» THE DATA
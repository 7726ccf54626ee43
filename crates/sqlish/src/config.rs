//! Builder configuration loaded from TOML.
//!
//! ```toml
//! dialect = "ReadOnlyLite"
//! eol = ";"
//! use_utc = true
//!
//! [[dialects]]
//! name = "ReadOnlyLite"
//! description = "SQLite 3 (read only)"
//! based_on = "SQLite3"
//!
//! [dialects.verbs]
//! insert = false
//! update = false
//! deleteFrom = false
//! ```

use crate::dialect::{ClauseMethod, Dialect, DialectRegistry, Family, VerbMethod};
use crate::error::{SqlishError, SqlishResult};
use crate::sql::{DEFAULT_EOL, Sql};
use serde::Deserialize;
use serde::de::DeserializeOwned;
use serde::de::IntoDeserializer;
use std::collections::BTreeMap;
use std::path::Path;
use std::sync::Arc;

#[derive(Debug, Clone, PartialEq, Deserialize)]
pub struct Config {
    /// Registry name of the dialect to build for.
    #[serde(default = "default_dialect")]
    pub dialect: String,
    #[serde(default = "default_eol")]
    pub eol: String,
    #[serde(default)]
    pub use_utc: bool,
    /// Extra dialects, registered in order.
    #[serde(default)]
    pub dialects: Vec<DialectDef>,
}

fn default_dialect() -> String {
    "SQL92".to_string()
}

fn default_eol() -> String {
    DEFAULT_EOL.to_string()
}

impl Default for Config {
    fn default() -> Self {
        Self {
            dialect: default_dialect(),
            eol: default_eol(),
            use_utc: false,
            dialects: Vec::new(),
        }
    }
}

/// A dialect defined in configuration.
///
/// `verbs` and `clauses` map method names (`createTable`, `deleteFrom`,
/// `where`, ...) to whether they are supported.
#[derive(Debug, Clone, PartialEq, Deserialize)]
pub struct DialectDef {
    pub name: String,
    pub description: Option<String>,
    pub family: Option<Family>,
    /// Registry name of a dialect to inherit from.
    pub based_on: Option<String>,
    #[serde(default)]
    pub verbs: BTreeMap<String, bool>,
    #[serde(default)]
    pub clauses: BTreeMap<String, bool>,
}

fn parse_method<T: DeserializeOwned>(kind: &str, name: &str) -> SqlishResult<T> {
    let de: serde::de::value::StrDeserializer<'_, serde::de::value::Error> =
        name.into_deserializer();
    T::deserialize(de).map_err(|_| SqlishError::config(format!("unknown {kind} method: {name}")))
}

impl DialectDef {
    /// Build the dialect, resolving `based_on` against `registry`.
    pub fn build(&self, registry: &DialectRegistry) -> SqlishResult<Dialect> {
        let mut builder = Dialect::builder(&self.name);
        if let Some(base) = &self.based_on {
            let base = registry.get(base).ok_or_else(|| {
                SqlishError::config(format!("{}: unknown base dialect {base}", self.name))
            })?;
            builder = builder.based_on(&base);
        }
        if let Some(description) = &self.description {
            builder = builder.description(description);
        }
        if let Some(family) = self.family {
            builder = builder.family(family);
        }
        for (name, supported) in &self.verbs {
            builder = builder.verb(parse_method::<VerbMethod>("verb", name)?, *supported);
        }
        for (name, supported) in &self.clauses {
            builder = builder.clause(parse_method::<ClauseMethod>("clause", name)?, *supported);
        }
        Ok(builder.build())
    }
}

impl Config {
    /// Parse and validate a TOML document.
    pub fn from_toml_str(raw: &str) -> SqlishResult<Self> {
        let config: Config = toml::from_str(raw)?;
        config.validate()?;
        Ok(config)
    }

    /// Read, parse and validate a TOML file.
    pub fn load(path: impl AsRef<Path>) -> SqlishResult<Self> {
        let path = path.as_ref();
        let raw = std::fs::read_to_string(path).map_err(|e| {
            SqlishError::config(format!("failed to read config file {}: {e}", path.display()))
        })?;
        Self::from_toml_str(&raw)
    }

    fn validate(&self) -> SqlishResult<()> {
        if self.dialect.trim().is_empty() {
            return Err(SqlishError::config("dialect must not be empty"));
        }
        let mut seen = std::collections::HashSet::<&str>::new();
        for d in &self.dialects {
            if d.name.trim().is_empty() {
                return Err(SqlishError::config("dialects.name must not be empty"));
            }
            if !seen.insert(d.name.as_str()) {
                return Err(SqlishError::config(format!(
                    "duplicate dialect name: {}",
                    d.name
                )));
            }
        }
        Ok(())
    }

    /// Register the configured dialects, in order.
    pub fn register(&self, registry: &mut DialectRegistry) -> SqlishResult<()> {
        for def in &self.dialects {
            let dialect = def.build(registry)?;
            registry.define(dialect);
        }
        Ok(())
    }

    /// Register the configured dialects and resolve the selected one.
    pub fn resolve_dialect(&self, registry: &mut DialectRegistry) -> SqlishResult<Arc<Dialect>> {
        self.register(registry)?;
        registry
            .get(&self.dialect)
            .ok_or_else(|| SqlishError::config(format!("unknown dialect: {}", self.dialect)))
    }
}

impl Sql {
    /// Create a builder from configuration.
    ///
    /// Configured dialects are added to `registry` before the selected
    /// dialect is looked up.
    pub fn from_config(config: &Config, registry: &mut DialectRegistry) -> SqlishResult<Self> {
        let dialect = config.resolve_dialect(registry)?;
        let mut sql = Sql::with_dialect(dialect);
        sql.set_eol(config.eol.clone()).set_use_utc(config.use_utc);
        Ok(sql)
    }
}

---

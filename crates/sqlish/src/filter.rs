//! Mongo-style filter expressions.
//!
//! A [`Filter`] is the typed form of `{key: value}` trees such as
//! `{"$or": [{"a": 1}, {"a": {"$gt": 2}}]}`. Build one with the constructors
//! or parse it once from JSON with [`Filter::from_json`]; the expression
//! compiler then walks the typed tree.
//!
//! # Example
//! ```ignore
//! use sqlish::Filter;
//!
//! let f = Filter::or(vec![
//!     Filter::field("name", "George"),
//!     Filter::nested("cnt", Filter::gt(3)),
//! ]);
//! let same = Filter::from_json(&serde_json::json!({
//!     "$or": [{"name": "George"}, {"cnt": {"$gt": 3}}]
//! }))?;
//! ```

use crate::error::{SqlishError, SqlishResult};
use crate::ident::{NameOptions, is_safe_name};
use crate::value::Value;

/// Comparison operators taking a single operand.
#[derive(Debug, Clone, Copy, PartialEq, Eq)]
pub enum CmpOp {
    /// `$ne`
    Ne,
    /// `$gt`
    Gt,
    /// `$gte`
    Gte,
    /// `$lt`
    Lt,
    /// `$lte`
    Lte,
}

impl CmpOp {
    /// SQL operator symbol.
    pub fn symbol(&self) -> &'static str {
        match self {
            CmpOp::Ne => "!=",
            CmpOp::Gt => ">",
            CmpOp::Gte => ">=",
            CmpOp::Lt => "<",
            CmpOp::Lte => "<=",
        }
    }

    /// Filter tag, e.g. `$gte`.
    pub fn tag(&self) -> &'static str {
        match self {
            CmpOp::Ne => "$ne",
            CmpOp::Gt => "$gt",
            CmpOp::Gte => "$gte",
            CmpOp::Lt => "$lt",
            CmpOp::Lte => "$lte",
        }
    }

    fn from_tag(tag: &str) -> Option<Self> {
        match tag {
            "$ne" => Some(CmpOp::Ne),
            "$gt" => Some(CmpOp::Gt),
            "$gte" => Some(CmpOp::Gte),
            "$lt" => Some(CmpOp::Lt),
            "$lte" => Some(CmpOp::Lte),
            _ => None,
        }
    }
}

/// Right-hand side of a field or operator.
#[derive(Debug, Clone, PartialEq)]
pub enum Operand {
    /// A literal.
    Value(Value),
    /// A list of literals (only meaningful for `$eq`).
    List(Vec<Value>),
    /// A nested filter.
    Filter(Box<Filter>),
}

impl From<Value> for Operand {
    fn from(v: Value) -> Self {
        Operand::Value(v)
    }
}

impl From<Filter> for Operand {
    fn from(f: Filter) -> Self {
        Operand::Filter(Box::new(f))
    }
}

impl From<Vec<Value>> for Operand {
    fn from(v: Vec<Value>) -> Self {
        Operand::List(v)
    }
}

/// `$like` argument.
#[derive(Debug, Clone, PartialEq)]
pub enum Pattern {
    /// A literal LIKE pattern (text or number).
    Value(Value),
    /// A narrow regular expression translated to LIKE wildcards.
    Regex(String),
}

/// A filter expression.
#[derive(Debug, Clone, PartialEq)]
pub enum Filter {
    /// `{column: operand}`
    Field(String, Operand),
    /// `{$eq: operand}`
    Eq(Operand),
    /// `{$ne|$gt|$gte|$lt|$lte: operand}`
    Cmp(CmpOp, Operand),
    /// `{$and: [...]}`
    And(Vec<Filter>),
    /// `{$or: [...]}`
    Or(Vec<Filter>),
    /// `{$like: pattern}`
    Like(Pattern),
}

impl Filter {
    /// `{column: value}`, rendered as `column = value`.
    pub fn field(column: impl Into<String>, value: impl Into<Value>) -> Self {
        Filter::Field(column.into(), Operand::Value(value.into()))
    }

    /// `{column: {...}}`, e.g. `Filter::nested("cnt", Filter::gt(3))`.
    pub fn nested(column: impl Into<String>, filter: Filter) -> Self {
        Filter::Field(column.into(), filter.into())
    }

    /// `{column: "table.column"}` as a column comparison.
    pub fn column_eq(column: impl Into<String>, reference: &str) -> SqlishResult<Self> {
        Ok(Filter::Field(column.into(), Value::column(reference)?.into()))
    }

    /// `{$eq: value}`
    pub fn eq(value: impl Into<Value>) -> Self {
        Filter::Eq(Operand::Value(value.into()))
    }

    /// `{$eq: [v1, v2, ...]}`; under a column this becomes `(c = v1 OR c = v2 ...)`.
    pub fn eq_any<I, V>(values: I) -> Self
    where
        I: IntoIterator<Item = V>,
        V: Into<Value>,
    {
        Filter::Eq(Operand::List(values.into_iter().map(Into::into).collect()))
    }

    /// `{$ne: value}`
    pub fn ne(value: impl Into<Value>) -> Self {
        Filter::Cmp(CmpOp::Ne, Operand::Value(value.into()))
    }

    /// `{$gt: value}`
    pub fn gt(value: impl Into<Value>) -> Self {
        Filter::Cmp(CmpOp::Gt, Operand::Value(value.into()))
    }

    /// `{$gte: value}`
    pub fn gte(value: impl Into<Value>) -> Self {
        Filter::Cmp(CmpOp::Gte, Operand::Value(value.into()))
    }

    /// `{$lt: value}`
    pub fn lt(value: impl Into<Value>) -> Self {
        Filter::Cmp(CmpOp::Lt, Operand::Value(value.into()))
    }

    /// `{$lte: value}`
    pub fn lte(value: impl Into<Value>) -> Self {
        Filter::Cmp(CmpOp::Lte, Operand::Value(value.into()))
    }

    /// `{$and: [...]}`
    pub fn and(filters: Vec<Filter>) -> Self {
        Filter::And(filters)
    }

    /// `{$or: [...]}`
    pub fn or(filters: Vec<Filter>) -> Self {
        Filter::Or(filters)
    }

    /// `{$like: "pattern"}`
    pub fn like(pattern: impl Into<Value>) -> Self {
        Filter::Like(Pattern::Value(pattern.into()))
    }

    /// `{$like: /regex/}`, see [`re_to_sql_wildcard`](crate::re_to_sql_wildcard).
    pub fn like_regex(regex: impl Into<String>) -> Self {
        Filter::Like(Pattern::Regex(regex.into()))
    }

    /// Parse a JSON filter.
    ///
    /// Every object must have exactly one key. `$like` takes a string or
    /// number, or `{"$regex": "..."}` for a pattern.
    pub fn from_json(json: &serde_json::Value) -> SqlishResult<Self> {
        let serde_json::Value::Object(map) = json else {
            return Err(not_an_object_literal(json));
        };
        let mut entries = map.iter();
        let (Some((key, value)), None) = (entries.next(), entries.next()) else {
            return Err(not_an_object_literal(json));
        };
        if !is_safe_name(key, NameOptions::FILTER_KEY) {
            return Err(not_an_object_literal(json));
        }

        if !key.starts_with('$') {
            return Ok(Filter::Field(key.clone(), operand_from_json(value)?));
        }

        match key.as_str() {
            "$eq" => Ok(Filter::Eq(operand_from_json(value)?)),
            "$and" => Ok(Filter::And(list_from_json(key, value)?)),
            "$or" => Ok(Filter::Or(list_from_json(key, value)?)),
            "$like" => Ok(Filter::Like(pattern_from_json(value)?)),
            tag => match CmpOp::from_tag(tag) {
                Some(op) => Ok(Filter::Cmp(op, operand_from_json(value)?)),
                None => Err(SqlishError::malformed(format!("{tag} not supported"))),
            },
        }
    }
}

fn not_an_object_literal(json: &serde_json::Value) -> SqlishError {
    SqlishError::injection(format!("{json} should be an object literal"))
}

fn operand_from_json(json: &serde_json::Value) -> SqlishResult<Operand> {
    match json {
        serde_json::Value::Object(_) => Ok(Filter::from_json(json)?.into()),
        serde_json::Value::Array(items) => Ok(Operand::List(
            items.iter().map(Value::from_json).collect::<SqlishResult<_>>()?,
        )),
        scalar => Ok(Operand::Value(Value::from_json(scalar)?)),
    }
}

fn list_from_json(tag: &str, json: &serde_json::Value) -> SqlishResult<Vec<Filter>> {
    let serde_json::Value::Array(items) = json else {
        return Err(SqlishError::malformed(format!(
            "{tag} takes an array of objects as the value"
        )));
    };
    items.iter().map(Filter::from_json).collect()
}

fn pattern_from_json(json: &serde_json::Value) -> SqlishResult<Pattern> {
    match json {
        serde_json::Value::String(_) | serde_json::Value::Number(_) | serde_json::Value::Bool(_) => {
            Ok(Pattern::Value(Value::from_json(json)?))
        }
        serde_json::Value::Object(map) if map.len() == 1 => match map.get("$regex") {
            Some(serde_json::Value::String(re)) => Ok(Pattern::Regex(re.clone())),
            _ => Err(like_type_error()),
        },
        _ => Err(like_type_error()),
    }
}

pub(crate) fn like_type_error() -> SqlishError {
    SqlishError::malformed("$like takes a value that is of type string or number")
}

» WHAT TO WORK ON
In how many lines of the material does the word "deleteFrom" occur? Reply with only that number.

» ANSWER
2